Collected data entries
//! Parser for tab-separated vocabulary exports.
//!
//! The export carries a 29-line comment header followed by one concept per
//! row. Column 0 is the canonical name, column 1 the prefixed identifier,
//! column 4 the pipe-delimited parent identifiers, and column 7 the
//! pipe-delimited synonyms.

use crate::model::{KbModel, KbModelBuilder};
use crate::source::KbSource;
use relink_common::{RelinkError, Result};
use std::fs;
use std::path::Path;
use tracing::debug;

const HEADER_LINES: usize = 29;
const MIN_COLUMNS: usize = 8;

pub fn parse_tabular(path: &Path, source: KbSource) -> Result<KbModel> {
    let content = fs::read_to_string(path)?;
    let mut builder = KbModelBuilder::new(source);
    let mut rows = 0usize;

    for (index, line) in content.lines().enumerate() {
        if index < HEADER_LINES || line.is_empty() {
            continue;
        }
        let fields: Vec<&str> = line.split('\t').collect();
        if fields.len() < MIN_COLUMNS {
            return Err(RelinkError::MalformedKbFile(format!(
                "{}: line {} has {} columns, expected at least {}",
                path.display(),
                index + 1,
                fields.len(),
                MIN_COLUMNS
            )));
        }

        let name = fields[0];
        let id = strip_prefix(fields[1]);
        let parents: Vec<String> = fields[4]
            .split('|')
            .filter(|p| !p.is_empty())
            .map(|p| strip_prefix(p).to_string())
            .collect();

        builder.add_concept(id, name);
        builder.record_parents(id, &parents);
        for synonym in fields[7].split('|').filter(|s| !s.is_empty()) {
            builder.add_synonym(synonym, id);
        }
        rows += 1;
    }

    if rows == 0 {
        return Err(RelinkError::MalformedKbFile(format!(
            "no concept rows found in {}",
            path.display()
        )));
    }
    debug!(rows, file = %path.display(), "tabular file parsed");

    Ok(builder.finish())
}

fn strip_prefix(id: &str) -> &str {
    id.split_once(':').map(|(_, rest)| rest).unwrap_or(id)
}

GOAL OF THE EXERCISE:
Work out how many lines in the data above hold the word "debug". Reply with nothing but the count.

SOLUTION TO THE EXERCISE:
2